• **Collected data entries**:
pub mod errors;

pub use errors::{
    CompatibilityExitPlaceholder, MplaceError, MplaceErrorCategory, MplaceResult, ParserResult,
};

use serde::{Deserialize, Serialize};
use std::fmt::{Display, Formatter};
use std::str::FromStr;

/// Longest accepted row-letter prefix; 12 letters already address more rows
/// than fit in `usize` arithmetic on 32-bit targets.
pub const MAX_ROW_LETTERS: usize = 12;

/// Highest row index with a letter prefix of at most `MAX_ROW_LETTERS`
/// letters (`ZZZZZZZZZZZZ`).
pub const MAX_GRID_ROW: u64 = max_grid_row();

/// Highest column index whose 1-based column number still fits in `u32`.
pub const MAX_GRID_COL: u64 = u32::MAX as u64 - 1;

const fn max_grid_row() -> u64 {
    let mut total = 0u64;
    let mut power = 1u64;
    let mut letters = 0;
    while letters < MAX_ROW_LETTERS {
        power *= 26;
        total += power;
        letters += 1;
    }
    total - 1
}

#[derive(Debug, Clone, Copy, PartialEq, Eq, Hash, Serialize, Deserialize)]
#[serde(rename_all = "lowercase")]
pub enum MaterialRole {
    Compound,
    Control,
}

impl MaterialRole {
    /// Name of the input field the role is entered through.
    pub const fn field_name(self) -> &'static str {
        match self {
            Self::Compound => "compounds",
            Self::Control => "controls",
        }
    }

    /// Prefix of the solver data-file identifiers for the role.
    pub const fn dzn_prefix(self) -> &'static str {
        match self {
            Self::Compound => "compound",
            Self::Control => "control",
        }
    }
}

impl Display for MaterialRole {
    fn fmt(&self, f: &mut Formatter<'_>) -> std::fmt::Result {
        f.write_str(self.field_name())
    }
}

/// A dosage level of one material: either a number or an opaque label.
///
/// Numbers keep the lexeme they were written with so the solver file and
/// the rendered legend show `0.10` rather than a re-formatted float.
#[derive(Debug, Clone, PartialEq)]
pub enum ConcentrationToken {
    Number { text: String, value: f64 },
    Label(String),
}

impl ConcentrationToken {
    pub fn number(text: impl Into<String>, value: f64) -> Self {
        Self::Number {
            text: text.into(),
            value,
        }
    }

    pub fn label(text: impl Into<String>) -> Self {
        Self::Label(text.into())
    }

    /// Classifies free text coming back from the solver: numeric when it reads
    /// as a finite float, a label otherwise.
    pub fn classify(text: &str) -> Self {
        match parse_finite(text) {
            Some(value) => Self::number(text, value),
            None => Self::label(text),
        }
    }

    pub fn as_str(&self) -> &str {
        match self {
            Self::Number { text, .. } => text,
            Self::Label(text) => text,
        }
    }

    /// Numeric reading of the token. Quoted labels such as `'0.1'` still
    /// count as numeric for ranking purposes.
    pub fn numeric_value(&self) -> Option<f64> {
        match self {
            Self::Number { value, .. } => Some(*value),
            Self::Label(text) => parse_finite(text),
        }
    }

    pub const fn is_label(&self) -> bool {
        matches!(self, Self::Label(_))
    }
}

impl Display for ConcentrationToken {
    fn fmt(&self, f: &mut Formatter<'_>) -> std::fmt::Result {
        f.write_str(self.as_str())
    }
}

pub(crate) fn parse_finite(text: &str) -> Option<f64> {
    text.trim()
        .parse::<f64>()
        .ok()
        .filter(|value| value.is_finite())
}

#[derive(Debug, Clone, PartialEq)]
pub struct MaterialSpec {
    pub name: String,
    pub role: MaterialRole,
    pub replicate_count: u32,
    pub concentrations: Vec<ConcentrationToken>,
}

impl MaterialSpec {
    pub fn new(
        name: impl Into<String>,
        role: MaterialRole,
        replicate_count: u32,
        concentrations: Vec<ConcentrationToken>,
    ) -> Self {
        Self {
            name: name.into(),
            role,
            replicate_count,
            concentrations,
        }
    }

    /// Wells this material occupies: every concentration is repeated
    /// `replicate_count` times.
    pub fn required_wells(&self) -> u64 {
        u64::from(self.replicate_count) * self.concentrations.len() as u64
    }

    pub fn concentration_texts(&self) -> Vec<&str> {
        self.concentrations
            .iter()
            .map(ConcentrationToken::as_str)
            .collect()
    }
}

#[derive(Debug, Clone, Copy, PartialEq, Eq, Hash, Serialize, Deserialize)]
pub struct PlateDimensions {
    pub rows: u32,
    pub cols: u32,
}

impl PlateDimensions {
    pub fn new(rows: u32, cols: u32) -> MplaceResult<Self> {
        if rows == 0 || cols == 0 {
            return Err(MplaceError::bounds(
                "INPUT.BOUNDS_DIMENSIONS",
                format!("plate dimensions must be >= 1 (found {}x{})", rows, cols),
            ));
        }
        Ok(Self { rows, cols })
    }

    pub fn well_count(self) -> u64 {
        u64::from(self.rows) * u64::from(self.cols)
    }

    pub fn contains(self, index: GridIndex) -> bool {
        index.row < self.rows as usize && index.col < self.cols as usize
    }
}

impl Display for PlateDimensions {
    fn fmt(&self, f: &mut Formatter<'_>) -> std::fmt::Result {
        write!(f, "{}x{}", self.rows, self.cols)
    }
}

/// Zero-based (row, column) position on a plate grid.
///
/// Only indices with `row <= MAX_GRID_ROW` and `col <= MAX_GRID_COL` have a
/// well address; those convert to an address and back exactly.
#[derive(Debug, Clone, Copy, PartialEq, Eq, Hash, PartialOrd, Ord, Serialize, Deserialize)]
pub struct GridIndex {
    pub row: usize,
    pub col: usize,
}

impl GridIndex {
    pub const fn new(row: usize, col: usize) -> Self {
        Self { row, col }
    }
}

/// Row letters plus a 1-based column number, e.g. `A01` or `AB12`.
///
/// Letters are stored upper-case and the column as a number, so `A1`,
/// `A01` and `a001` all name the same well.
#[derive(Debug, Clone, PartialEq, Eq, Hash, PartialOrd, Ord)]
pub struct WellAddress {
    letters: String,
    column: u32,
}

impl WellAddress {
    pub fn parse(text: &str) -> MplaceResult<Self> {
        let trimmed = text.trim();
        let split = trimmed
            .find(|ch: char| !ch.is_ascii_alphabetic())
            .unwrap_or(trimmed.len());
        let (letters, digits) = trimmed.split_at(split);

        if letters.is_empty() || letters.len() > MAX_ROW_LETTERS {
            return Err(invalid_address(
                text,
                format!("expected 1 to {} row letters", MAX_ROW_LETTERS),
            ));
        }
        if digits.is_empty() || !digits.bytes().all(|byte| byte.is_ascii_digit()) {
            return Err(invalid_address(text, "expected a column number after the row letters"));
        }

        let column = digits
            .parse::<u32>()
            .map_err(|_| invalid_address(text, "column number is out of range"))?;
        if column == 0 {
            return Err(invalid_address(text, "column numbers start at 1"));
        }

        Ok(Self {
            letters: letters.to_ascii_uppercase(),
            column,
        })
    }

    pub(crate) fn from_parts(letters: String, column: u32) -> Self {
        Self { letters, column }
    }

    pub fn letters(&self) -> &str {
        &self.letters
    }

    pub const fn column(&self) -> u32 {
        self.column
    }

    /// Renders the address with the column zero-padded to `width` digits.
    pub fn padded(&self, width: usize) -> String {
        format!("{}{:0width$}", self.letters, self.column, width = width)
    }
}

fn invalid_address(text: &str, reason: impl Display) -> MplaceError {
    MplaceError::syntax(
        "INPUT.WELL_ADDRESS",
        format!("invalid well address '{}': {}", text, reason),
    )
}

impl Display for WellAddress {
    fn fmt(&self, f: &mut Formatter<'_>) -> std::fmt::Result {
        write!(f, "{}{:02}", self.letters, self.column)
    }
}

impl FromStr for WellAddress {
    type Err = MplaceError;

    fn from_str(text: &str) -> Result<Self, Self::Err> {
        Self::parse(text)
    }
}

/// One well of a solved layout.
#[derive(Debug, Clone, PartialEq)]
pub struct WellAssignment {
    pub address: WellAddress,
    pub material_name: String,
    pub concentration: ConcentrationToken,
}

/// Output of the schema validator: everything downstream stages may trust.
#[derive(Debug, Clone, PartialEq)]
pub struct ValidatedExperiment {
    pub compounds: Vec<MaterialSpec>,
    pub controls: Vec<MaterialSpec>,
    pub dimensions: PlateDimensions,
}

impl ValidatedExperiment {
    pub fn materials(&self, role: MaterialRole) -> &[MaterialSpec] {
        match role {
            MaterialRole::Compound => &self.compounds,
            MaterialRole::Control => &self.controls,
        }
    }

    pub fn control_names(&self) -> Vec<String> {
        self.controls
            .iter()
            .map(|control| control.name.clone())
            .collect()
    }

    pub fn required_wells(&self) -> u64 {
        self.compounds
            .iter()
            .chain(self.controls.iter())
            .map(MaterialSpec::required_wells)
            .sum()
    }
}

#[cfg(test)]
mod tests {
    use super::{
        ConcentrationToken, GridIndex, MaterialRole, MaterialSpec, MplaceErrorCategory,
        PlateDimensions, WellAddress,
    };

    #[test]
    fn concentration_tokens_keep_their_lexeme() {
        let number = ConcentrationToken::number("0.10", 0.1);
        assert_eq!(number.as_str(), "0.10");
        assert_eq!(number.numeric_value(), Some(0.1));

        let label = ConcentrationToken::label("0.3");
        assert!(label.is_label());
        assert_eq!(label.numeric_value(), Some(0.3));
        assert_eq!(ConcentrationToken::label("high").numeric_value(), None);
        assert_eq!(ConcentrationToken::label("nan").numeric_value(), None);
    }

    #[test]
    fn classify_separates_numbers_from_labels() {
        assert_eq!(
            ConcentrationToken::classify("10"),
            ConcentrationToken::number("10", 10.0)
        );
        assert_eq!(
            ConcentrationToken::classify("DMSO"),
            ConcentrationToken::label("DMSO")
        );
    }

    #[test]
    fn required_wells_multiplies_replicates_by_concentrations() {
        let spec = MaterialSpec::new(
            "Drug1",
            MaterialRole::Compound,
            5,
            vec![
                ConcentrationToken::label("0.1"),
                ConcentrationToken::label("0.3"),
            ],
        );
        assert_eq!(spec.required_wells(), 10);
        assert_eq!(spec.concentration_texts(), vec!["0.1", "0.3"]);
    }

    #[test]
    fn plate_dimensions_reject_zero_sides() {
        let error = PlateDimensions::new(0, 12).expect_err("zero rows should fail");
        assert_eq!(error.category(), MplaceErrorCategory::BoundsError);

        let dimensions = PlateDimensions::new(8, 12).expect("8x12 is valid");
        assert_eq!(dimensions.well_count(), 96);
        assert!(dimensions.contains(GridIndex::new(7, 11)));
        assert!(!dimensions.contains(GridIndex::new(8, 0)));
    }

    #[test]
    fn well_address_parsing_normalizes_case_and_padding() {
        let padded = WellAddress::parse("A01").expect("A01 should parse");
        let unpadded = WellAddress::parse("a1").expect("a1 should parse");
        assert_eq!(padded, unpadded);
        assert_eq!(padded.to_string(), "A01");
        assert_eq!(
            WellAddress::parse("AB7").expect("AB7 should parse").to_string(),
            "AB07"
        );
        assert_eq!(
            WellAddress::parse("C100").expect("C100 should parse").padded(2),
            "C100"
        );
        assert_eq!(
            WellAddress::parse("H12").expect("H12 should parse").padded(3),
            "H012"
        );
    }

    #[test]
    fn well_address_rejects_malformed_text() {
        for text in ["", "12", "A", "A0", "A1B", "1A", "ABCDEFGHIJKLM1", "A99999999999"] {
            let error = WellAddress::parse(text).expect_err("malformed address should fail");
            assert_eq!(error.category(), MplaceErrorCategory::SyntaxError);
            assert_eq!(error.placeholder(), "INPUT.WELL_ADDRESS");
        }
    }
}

==

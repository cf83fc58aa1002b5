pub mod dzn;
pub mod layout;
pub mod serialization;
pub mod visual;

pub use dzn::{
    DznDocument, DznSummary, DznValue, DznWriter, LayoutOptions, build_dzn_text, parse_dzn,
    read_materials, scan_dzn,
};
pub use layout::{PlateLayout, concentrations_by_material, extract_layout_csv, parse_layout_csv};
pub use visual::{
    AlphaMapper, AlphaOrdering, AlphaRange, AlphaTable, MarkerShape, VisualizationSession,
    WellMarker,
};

• **PROBLEM REQUIREMENTS**:
In the entries above, one line contains "pub mod errors;" and another contains "on 32-bit targets.". Reproduce exactly those two lines and the lines between them, nothing else.

• **TASK OUTPUT**:
pub mod errors;

pub use errors::{
    CompatibilityExitPlaceholder, MplaceError, MplaceErrorCategory, MplaceResult, ParserResult,
};

use serde::{Deserialize, Serialize};
use std::fmt::{Display, Formatter};
use std::str::FromStr;

/// Longest accepted row-letter prefix; 12 letters already address more rows
/// than fit in `usize` arithmetic on 32-bit targets.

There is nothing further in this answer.